[DATA EXTRACTS]

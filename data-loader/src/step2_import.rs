use common::types::trip::{derive_calendar_fields, REQUIRED_COLUMNS, TRIP_DURATION};
use polars::prelude::{col, DataType, LazyCsvReader, LazyFileListReader, LazyFrame};
use std::fmt;
use std::fmt::Display;
use std::path::Path;

/// Lazily reads a city CSV, casts the trip duration to seconds as `f64` and derives the calendar
/// columns.
///
/// The header is checked eagerly; timestamps and durations are only parsed once the returned frame
/// is collected. A duration that is not a number fails the collection instead of turning into null.
pub fn import_trips(path: &Path) -> Result<LazyFrame, ImportError> {
    let mut trips = LazyCsvReader::new(path)
        .with_has_header(true)
        .finish()?;

    let schema = trips.collect_schema()?;
    if let Some(missing) = REQUIRED_COLUMNS.iter().find(|column| !schema.contains(column)) {
        return Err(ImportError::MissingColumn(*missing));
    }

    let trips = trips.with_column(col(TRIP_DURATION).strict_cast(DataType::Float64));

    Ok(derive_calendar_fields(trips))
}

#[derive(thiserror::Error, Debug)]
pub enum ImportError {
    Polars(#[from] polars::error::PolarsError),
    MissingColumn(&'static str),
}

impl Display for ImportError {
    fn fmt(&self, f: &mut fmt::Formatter) -> fmt::Result {
        match self {
            ImportError::Polars(err) => write!(f, "{}", err),
            ImportError::MissingColumn(column) => write!(f, "Missing column '{}'", column),
        }
    }
}
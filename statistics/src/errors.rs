use polars::error::PolarsError;
use std::fmt;
use std::fmt::{Display, Formatter};

#[derive(thiserror::Error, Debug)]
pub enum StatisticsError {
    /// The (filtered) table has no trips at all
    EmptyDataset,
    /// A column the statistic needs only holds nulls
    NoValues(&'static str),
    Polars(#[from] PolarsError),
}

impl Display for StatisticsError {
    fn fmt(&self, f: &mut Formatter<'_>) -> fmt::Result {
        match self {
            StatisticsError::EmptyDataset => write!(f, "No trips match the selected filters"),
            StatisticsError::NoValues(column) => write!(f, "Column '{}' has no values", column),
            StatisticsError::Polars(err) => write!(f, "{}", err),
        }
    }
}
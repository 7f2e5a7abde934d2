use crate::StatisticsError;
use polars::error::PolarsResult;
use polars::frame::DataFrame;
use polars::prelude::{col, len, lit, Expr, IntoLazy, SortMultipleOptions};

/// Name of the count column produced by [`value_counts`]
pub(crate) const TRIPS: &str = "trips";

/// Counts the rows per distinct combination of `keys`.
///
/// Rows with a null in any key are ignored. The result is ordered by count (descending), then by
/// the keys (ascending), so the first row is the mode and ties go to the lowest value.
pub(crate) fn value_counts(frame: &DataFrame, keys: &[&str]) -> PolarsResult<DataFrame> {
    let key_exprs: Vec<Expr> = keys.iter().map(|key| col(*key)).collect();
    let no_nulls = key_exprs.iter()
        .map(|key| key.clone().is_not_null())
        .reduce(|acc, predicate| acc.and(predicate))
        .unwrap_or(lit(true));

    let sort_by: Vec<Expr> = std::iter::once(col(TRIPS)).chain(key_exprs.iter().cloned()).collect();
    let descending: Vec<bool> = std::iter::once(true).chain(keys.iter().map(|_| false)).collect();

    frame.clone().lazy()
        .filter(no_nulls)
        .group_by(key_exprs)
        .agg([len().alias(TRIPS)])
        .sort_by_exprs(sort_by, SortMultipleOptions::default().with_order_descending_multi(descending))
        .collect()
}

/// The mode of `column`, read with `read`. See [`value_counts`] for null handling and ties.
pub(crate) fn most_frequent<T>(
    frame: &DataFrame,
    column: &'static str,
    read: fn(&DataFrame, &str, usize) -> PolarsResult<Option<T>>,
) -> Result<T, StatisticsError> {
    let counts = value_counts(frame, &[column])?;
    if counts.height() == 0 {
        return Err(StatisticsError::NoValues(column));
    }

    read(&counts, column, 0)?.ok_or(StatisticsError::NoValues(column))
}
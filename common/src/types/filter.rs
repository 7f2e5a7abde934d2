use crate::types::errors::InvalidFilterInput;
use itertools::Itertools;
use serde::{Deserialize, Serialize};
use std::fmt;
use std::fmt::{Display, Formatter};
use std::str::FromStr;

/// The value that disables a month or day filter.
pub const ALL: &str = "all";

#[derive(Debug, Clone, Copy, Hash, Eq, PartialEq, Deserialize, Serialize)]
#[serde(rename_all = "lowercase")]
pub enum City {
    Chicago,
    #[serde(rename = "new york city")]
    NewYorkCity,
    Washington,
}

impl City {
    pub const ALL: [City; 3] = [City::Chicago, City::NewYorkCity, City::Washington];

    pub fn name(&self) -> &'static str {
        match self {
            City::Chicago => "chicago",
            City::NewYorkCity => "new york city",
            City::Washington => "washington",
        }
    }

    /// File holding this city's trips when the config file does not name one
    pub fn default_file_name(&self) -> &'static str {
        match self {
            City::Chicago => "chicago.csv",
            City::NewYorkCity => "new_york_city.csv",
            City::Washington => "washington.csv",
        }
    }

    pub fn choices() -> String {
        Self::ALL.iter().map(City::name).join(", ")
    }
}

/// Only the first half of the year is covered by the datasets, so later months are rejected.
#[derive(Debug, Clone, Copy, Hash, Eq, PartialEq)]
pub enum Month {
    January,
    February,
    March,
    April,
    May,
    June,
}

impl Month {
    pub const ALL: [Month; 6] = [
        Month::January, Month::February, Month::March,
        Month::April, Month::May, Month::June,
    ];

    pub fn name(&self) -> &'static str {
        match self {
            Month::January => "january",
            Month::February => "february",
            Month::March => "march",
            Month::April => "april",
            Month::May => "may",
            Month::June => "june",
        }
    }

    /// Calendar month number, 1 for january
    pub fn number(&self) -> u32 {
        match self {
            Month::January => 1,
            Month::February => 2,
            Month::March => 3,
            Month::April => 4,
            Month::May => 5,
            Month::June => 6,
        }
    }
}

#[derive(Debug, Clone, Copy, Hash, Eq, PartialEq)]
pub enum Day {
    Monday,
    Tuesday,
    Wednesday,
    Thursday,
    Friday,
    Saturday,
    Sunday,
}

impl Day {
    pub const ALL: [Day; 7] = [
        Day::Monday, Day::Tuesday, Day::Wednesday, Day::Thursday,
        Day::Friday, Day::Saturday, Day::Sunday,
    ];

    /// Lowercase weekday name, as stored in the `day_of_week` column
    pub fn name(&self) -> &'static str {
        match self {
            Day::Monday => "monday",
            Day::Tuesday => "tuesday",
            Day::Wednesday => "wednesday",
            Day::Thursday => "thursday",
            Day::Friday => "friday",
            Day::Saturday => "saturday",
            Day::Sunday => "sunday",
        }
    }
}

impl From<chrono::Weekday> for Day {
    fn from(value: chrono::Weekday) -> Self {
        match value {
            chrono::Weekday::Mon => Day::Monday,
            chrono::Weekday::Tue => Day::Tuesday,
            chrono::Weekday::Wed => Day::Wednesday,
            chrono::Weekday::Thu => Day::Thursday,
            chrono::Weekday::Fri => Day::Friday,
            chrono::Weekday::Sat => Day::Saturday,
            chrono::Weekday::Sun => Day::Sunday,
        }
    }
}

#[derive(Debug, Clone, Copy, Hash, Eq, PartialEq)]
pub enum MonthFilter {
    All,
    Only(Month),
}

impl MonthFilter {
    pub fn choices() -> String {
        Month::ALL.iter().map(Month::name).chain([ALL]).join(", ")
    }
}

#[derive(Debug, Clone, Copy, Hash, Eq, PartialEq)]
pub enum DayFilter {
    All,
    Only(Day),
}

impl DayFilter {
    pub fn choices() -> String {
        Day::ALL.iter().map(Day::name).chain([ALL]).join(", ")
    }
}

/// The selection a single exploration runs with. Built once from user input, never changed.
#[derive(Debug, Clone, Copy, Hash, Eq, PartialEq)]
pub struct FilterCriteria {
    pub city: City,
    pub month: MonthFilter,
    pub day: DayFilter,
}

fn parse_named<T: Copy>(
    input: &str,
    candidates: &[T],
    name: fn(&T) -> &'static str,
    kind: &'static str,
) -> Result<T, InvalidFilterInput> {
    let normalized = input.trim().to_lowercase();

    candidates.iter()
        .find(|&candidate| name(candidate) == normalized)
        .copied()
        .ok_or_else(|| InvalidFilterInput { kind, input: input.trim().to_string() })
}

impl FromStr for City {
    type Err = InvalidFilterInput;

    fn from_str(s: &str) -> Result<Self, Self::Err> {
        parse_named(s, &City::ALL, City::name, "city")
    }
}

impl FromStr for Month {
    type Err = InvalidFilterInput;

    fn from_str(s: &str) -> Result<Self, Self::Err> {
        parse_named(s, &Month::ALL, Month::name, "month")
    }
}

impl FromStr for Day {
    type Err = InvalidFilterInput;

    fn from_str(s: &str) -> Result<Self, Self::Err> {
        parse_named(s, &Day::ALL, Day::name, "day")
    }
}

impl FromStr for MonthFilter {
    type Err = InvalidFilterInput;

    fn from_str(s: &str) -> Result<Self, Self::Err> {
        if s.trim().eq_ignore_ascii_case(ALL) {
            return Ok(MonthFilter::All);
        }
        s.parse().map(MonthFilter::Only)
    }
}

impl FromStr for DayFilter {
    type Err = InvalidFilterInput;

    fn from_str(s: &str) -> Result<Self, Self::Err> {
        if s.trim().eq_ignore_ascii_case(ALL) {
            return Ok(DayFilter::All);
        }
        s.parse().map(DayFilter::Only)
    }
}

impl Display for City {
    fn fmt(&self, f: &mut Formatter<'_>) -> fmt::Result {
        write!(f, "{}", self.name())
    }
}

impl Display for MonthFilter {
    fn fmt(&self, f: &mut Formatter<'_>) -> fmt::Result {
        match self {
            MonthFilter::All => write!(f, "{}", ALL),
            MonthFilter::Only(month) => write!(f, "{}", month.name()),
        }
    }
}

impl Display for DayFilter {
    fn fmt(&self, f: &mut Formatter<'_>) -> fmt::Result {
        match self {
            DayFilter::All => write!(f, "{}", ALL),
            DayFilter::Only(day) => write!(f, "{}", day.name()),
        }
    }
}

impl Display for FilterCriteria {
    fn fmt(&self, f: &mut Formatter<'_>) -> fmt::Result {
        write!(f, "city: {}, month/s: {} and day/s: {}", self.city, self.month, self.day)
    }
}

#[cfg(test)]
mod tests {
    use super::*;

    #[test]
    fn test_parse_city() {
        assert_eq!("Chicago".parse::<City>(), Ok(City::Chicago));
        assert_eq!("  NEW YORK CITY ".parse::<City>(), Ok(City::NewYorkCity));
        assert_eq!("washington".parse::<City>(), Ok(City::Washington));

        let err = "boston".parse::<City>().unwrap_err();
        assert_eq!(err.kind, "city");
        assert_eq!(err.input, "boston");
    }

    #[test]
    fn test_parse_month_filter() {
        assert_eq!("all".parse::<MonthFilter>(), Ok(MonthFilter::All));
        assert_eq!("ALL".parse::<MonthFilter>(), Ok(MonthFilter::All));
        assert_eq!("March".parse::<MonthFilter>(), Ok(MonthFilter::Only(Month::March)));
        assert_eq!("june".parse::<MonthFilter>(), Ok(MonthFilter::Only(Month::June)));
        // Datasets only cover january to june
        assert!("july".parse::<MonthFilter>().is_err());
        assert!("december".parse::<MonthFilter>().is_err());
        assert!("".parse::<MonthFilter>().is_err());
    }

    #[test]
    fn test_parse_day_filter() {
        assert_eq!("all".parse::<DayFilter>(), Ok(DayFilter::All));
        assert_eq!("Sunday".parse::<DayFilter>(), Ok(DayFilter::Only(Day::Sunday)));
        assert!("sun".parse::<DayFilter>().is_err());
        assert!("someday".parse::<DayFilter>().is_err());
    }

    #[test]
    fn test_month_numbers_follow_calendar_order() {
        let numbers: Vec<u32> = Month::ALL.iter().map(Month::number).collect();
        assert_eq!(numbers, vec![1, 2, 3, 4, 5, 6]);
    }

    #[test]
    fn test_day_from_weekday() {
        assert_eq!(Day::from(chrono::Weekday::Mon), Day::Monday);
        assert_eq!(Day::from(chrono::Weekday::Sun), Day::Sunday);
    }

    #[test]
    fn test_display_criteria() {
        let criteria = FilterCriteria {
            city: City::NewYorkCity,
            month: MonthFilter::Only(Month::May),
            day: DayFilter::All,
        };
        assert_eq!(criteria.to_string(), "city: new york city, month/s: may and day/s: all");
        assert_eq!(MonthFilter::choices(), "january, february, march, april, may, june, all");
    }
}
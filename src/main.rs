pub mod bootstrap_config;
mod config;
mod pager;
mod prompt;
mod report;
mod session;

use crate::config::load_config;
use bootstrap_config::BootstrapConfig;
use common::util::logging;
use data_loader::LoadError;
use log::{debug, error};
use std::fmt::{Display, Formatter};
use std::io;
use std::process::ExitCode;

fn main() -> ExitCode {
    match run().inspect_err(|err| error!(target: "main", "{}", err)) {
        Ok(()) => ExitCode::SUCCESS,
        Err(_) => ExitCode::FAILURE,
    }
}

fn run() -> Result<(), BikeshareError> {
    let bootstrap_config = BootstrapConfig::read();

    if let Err(err) = logging::initialize_logging(bootstrap_config.log_level.clone().into()) {
        eprintln!("Logging is unavailable: {}", err);
    }
    print_startup_message();

    let sources = load_config(&bootstrap_config)?;
    debug!(target: "main", "Reading trip data from {:?}", sources.data_dir());

    let mut output = io::stdout().lock();
    match bootstrap_config.filters() {
        Some(criteria) => session::run_once(&sources, criteria, &mut output),
        None => session::run_interactive(&sources, &mut io::stdin().lock(), &mut output),
    }
}

fn print_startup_message() {
    debug!(target: "main", "bikeshare {}", env!("CARGO_PKG_VERSION"));
}

#[derive(thiserror::Error, Debug)]
pub enum BikeshareError {
    Config(#[from] config::ConfigError),
    Load(#[from] LoadError),
    IO(#[from] io::Error),
}

impl Display for BikeshareError {
    fn fmt(&self, f: &mut Formatter<'_>) -> std::fmt::Result {
        let err: &dyn Display = match self {
            BikeshareError::Config(err) => err,
            BikeshareError::Load(err) => err,
            BikeshareError::IO(err) => err,
        };
        let prefix = match self {
            BikeshareError::Config(_) => "Reading config file",
            BikeshareError::Load(_) => "Loading trip data",
            BikeshareError::IO(_) => "Error during IO",
        };
        write!(f, "{}: {}", prefix, err)
    }
}
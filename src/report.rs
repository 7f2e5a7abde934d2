use statistics::user::Counts;
use statistics::{DurationStats, StationStats, TimeStats, UserStats};
use std::io;
use std::io::Write;

pub(crate) const SECTION_RULE_WIDTH: usize = 40;

pub(crate) fn write_time_stats<W: Write>(output: &mut W, stats: &TimeStats) -> io::Result<()> {
    writeln!(output)?;
    writeln!(output, "The Most Frequent Times of Travel")?;
    writeln!(output)?;
    writeln!(output, "Most Popular Month     : {}", stats.popular_month)?;
    writeln!(output, "Most Popular Day       : {}", stats.popular_day)?;
    writeln!(output, "Most Popular Start Hour: {}", stats.popular_hour)?;
    section_end(output)
}

pub(crate) fn write_station_stats<W: Write>(output: &mut W, stats: &StationStats) -> io::Result<()> {
    let (start, end) = &stats.common_trip;

    writeln!(output)?;
    writeln!(output, "The Most Popular Stations and Trip")?;
    writeln!(output)?;
    writeln!(output, "The most commonly used start station: {}", stats.common_start_station)?;
    writeln!(output, "The most commonly used end station  : {}", stats.common_end_station)?;
    writeln!(output, "The most frequent combination of start station and end station: {} -> {}", start, end)?;
    section_end(output)
}

pub(crate) fn write_duration_stats<W: Write>(output: &mut W, stats: &DurationStats) -> io::Result<()> {
    writeln!(output)?;
    writeln!(output, "Trip Duration")?;
    writeln!(output)?;
    writeln!(output, "Passengers travelled a total of {}", stats.total_parts())?;
    writeln!(output, "The mean travel time for passengers is {}", stats.mean_parts())?;
    section_end(output)
}

pub(crate) fn write_user_stats<W: Write>(output: &mut W, stats: &UserStats) -> io::Result<()> {
    writeln!(output)?;
    writeln!(output, "User Stats")?;
    writeln!(output)?;
    writeln!(output, "The count of user types from the given data is:")?;
    write_counts(output, &stats.user_types)?;

    writeln!(output)?;
    match &stats.genders {
        Some(genders) => {
            writeln!(output, "The count of gender from the given data is:")?;
            write_counts(output, genders)?;
        }
        None => writeln!(output, "There is no 'Gender' column in this file.")?,
    }

    writeln!(output)?;
    match &stats.birth_years {
        // Birth years are whole numbers in practice, fractions only come from the float storage
        Some(years) => {
            writeln!(output, "Earliest birth year from the given data is   : {}", years.earliest as i64)?;
            writeln!(output, "Most recent birth year from the given data is: {}", years.most_recent as i64)?;
            writeln!(output, "Most common birth year from the given data is: {}", years.most_common as i64)?;
        }
        None => writeln!(output, "There are no birth year details in this file.")?,
    }
    section_end(output)
}

fn write_counts<W: Write>(output: &mut W, counts: &Counts) -> io::Result<()> {
    let width = counts.iter().map(|(value, _)| value.chars().count()).max().unwrap_or(0);
    for (value, count) in counts {
        writeln!(output, "  {:<width$}  {}", value, count, width = width)?;
    }
    Ok(())
}

pub(crate) fn section_end<W: Write>(output: &mut W) -> io::Result<()> {
    writeln!(output, "{}", "-".repeat(SECTION_RULE_WIDTH))
}
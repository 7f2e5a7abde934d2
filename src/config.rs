use common::types::config::{CitySources, Config};
use log::{debug, info};
use std::fmt::{Display, Formatter};
use std::fs::File;
use std::path::Path;
use crate::bootstrap_config::BootstrapConfig;

/// Builds the city to file mapping from the optional config file and the bootstrap settings.
/// Without a config file, every city uses its default file in the data directory.
pub(super) fn load_config(bootstrap_config: &BootstrapConfig) -> Result<CitySources, ConfigError> {
    let path: &Path = Path::new(&bootstrap_config.config_file);

    if !path.exists() {
        debug!(target: "main", "No config file at '{path:?}', using default city files");
        return Ok(CitySources::new(bootstrap_config.data_dir.clone(), Default::default()));
    }

    let config_file = File::open(path)?;
    let config: Config = serde_yml::from_reader(config_file)?;

    info!(target: "main", "Config read successfully from '{path:?}'");

    match config {
        Config::Version1 { data_dir, cities } => Ok(CitySources::new(
            data_dir.unwrap_or_else(|| bootstrap_config.data_dir.clone()),
            cities,
        )),
    }
}

#[derive(thiserror::Error, Debug)]
pub enum ConfigError {
    IO(#[from] std::io::Error),
    Yaml(#[from] serde_yml::Error),
}

impl Display for ConfigError {
    fn fmt(&self, f: &mut Formatter<'_>) -> std::fmt::Result {
        match self {
            ConfigError::IO(err) => write!(f, "{}", err),
            ConfigError::Yaml(err) => write!(f, "Invalid config file: {}", err),
        }
    }
}
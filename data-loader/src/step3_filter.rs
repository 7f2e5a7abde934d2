use common::types::filter::{DayFilter, MonthFilter};
use common::types::trip::{DAY_OF_WEEK, MONTH};
use polars::prelude::{col, lit, LazyFrame};

/// Keeps the trips matching both filters. `All` leaves the respective column unconstrained.
pub fn apply_filters(trips: LazyFrame, month: MonthFilter, day: DayFilter) -> LazyFrame {
    let trips = match month {
        MonthFilter::All => trips,
        MonthFilter::Only(month) => trips.filter(col(MONTH).eq(lit(month.number()))),
    };

    match day {
        DayFilter::All => trips,
        DayFilter::Only(day) => trips.filter(col(DAY_OF_WEEK).eq(lit(day.name()))),
    }
}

[/DATA EXTRACTS]

| TASK DESCRIPTION |
Show each line of the data that contains the string "LazyFrame".

| RESPONSE TO THE TASK |
use polars::prelude::{col, DataType, LazyCsvReader, LazyFileListReader, LazyFrame};
pub fn import_trips(path: &Path) -> Result<LazyFrame, ImportError> {
use polars::prelude::{col, lit, LazyFrame};
pub fn apply_filters(trips: LazyFrame, month: MonthFilter, day: DayFilter) -> LazyFrame {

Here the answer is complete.